*** Data for analysis ***

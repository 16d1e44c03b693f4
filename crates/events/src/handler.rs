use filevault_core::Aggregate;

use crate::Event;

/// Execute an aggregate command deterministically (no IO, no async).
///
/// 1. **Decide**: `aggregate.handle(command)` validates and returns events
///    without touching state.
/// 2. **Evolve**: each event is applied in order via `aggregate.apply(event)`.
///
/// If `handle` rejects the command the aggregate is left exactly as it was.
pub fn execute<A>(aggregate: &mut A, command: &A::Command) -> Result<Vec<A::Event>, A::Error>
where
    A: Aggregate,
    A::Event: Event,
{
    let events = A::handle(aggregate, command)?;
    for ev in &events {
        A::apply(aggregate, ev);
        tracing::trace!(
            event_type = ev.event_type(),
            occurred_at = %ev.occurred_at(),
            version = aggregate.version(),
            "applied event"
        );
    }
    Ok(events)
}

*** End of Data for analysis ***
*** Data for analysis ***

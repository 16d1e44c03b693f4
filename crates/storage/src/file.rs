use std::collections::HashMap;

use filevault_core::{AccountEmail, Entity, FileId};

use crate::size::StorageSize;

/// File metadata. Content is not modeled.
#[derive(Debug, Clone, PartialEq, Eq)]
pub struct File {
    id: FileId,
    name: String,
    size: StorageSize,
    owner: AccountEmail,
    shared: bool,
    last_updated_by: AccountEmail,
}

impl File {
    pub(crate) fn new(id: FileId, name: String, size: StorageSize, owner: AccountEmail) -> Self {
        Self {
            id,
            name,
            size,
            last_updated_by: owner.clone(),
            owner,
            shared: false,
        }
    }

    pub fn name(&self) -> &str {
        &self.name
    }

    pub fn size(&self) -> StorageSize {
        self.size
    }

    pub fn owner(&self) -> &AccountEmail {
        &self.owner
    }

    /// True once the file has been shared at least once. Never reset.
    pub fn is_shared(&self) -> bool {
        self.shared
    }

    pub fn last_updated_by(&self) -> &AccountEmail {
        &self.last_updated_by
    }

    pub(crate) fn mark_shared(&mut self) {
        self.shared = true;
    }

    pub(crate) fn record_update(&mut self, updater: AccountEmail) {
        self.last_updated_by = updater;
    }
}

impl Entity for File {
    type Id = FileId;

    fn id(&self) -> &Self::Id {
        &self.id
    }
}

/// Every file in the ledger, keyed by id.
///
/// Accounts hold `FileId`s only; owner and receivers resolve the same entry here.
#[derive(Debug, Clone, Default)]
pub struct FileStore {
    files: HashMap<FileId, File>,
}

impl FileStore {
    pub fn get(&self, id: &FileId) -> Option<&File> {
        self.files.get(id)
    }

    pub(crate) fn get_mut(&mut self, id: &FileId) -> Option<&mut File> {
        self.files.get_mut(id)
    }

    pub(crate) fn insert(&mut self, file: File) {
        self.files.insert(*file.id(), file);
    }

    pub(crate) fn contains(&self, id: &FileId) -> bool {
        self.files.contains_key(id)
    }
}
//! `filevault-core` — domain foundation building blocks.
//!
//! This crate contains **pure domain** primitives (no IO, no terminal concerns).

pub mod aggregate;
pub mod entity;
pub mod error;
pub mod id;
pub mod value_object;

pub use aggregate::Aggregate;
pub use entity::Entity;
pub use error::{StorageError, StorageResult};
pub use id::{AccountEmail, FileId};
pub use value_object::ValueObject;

*** End of Data for analysis ***

Only lines with the string "struct" are wanted; please find each one in the listing and copy it.

pub struct File {
pub struct FileStore {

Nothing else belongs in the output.